**PROMPT**
Every line that contains the word "BufRead" is to be copied from the listing.

**SUPPLIED RECORDS**
/---
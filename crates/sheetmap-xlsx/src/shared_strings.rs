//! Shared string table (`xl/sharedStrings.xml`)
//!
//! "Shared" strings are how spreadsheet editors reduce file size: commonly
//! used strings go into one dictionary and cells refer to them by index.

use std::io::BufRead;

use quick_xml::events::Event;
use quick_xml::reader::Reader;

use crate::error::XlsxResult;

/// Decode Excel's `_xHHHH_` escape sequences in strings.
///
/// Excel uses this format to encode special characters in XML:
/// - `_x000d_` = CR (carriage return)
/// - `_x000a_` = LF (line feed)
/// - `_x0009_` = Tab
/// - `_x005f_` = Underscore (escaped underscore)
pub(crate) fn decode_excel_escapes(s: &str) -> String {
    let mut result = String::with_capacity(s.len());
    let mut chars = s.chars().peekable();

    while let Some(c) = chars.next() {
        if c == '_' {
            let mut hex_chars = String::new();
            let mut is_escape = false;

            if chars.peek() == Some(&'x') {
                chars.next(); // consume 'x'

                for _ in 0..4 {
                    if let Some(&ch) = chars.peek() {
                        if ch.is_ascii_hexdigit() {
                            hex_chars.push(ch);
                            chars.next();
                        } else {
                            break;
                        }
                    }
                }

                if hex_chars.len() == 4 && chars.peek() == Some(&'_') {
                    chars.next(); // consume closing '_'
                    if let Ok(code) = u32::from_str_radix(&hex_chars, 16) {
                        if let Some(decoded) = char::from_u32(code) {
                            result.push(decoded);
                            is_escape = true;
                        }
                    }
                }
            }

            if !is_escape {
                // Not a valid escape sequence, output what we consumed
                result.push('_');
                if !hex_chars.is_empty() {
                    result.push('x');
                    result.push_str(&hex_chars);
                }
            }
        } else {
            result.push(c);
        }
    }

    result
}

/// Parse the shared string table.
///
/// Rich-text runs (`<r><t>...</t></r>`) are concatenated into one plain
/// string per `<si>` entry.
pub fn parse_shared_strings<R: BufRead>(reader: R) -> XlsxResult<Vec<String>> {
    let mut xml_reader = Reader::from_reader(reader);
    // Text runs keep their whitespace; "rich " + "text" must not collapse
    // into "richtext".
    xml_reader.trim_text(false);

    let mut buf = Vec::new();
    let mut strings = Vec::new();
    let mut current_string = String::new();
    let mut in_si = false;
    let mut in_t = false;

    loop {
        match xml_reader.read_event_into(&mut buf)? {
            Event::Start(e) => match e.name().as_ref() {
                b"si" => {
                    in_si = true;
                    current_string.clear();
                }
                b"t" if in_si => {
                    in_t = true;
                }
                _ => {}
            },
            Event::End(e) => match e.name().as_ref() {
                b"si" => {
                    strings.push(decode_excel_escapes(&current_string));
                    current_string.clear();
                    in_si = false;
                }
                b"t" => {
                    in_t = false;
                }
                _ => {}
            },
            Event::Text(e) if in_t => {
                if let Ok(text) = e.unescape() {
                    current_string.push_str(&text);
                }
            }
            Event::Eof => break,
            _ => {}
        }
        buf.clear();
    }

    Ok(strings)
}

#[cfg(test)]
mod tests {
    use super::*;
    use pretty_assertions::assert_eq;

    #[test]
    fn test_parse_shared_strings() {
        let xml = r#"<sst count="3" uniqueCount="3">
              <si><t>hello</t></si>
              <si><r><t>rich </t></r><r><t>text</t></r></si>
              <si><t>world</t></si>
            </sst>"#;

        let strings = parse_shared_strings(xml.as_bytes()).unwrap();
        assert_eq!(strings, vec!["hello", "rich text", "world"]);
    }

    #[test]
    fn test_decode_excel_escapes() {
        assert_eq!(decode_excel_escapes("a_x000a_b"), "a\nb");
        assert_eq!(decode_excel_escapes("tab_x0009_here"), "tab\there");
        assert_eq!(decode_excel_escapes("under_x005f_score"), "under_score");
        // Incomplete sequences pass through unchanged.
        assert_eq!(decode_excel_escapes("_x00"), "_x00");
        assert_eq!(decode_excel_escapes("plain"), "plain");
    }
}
\---
**OUTPUT FOR THIS TASK**
use std::io::BufRead;
pub fn parse_shared_strings<R: BufRead>(reader: R) -> XlsxResult<Vec<String>> {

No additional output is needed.